#### [Problem description]
A complete response lists each line of the data below that includes the word "level".

** Opening Provided material block **

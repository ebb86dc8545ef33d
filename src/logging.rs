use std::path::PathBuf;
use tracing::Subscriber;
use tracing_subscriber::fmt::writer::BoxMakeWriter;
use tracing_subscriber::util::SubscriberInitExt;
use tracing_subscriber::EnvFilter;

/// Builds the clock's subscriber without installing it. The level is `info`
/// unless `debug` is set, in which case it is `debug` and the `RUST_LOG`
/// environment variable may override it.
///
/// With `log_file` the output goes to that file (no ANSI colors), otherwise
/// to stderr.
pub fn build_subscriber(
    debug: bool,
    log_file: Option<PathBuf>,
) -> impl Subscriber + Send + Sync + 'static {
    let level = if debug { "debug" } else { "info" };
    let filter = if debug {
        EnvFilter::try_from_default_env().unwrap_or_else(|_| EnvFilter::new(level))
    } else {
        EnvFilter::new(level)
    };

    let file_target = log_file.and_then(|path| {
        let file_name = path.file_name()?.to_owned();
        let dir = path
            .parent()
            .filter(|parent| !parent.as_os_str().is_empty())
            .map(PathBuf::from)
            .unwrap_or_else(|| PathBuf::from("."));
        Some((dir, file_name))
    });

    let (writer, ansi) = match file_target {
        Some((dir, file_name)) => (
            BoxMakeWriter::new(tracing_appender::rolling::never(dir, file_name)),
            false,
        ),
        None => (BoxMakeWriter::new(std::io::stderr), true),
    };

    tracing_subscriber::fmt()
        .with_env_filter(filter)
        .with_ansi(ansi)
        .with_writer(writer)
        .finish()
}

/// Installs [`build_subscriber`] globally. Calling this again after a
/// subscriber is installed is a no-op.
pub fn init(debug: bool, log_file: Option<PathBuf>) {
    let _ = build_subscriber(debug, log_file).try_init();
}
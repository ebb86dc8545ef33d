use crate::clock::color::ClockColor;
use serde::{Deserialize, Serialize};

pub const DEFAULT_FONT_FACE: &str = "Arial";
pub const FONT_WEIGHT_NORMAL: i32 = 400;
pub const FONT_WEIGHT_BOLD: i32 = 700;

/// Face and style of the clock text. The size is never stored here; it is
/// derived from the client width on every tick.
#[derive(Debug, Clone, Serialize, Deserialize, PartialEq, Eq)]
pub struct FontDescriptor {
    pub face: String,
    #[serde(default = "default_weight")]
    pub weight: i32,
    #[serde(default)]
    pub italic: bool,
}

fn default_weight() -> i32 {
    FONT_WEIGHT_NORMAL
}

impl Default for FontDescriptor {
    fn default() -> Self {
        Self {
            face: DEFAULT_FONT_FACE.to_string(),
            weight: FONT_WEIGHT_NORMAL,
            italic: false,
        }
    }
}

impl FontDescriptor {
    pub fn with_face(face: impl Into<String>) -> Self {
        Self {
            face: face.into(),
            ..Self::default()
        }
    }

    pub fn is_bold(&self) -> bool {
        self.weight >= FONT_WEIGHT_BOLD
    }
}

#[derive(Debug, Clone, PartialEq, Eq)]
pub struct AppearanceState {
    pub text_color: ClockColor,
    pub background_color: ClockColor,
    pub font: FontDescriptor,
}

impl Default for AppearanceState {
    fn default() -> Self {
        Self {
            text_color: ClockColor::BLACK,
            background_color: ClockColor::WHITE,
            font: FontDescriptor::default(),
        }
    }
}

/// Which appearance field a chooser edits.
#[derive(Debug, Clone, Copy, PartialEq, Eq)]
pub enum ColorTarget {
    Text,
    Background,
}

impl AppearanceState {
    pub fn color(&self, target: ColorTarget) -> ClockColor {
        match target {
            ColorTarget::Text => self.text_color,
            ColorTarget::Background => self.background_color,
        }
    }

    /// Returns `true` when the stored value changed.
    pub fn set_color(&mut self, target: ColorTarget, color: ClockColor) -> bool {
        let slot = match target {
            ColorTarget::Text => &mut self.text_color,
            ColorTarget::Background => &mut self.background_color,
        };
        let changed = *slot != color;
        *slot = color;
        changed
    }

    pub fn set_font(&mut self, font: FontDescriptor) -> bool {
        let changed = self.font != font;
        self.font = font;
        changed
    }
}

** Closing Provided material block **

#### [Exercise result]
/// Builds the clock's subscriber without installing it. The level is `info`
    let level = if debug { "debug" } else { "info" };
        EnvFilter::try_from_default_env().unwrap_or_else(|_| EnvFilter::new(level))
        EnvFilter::new(level)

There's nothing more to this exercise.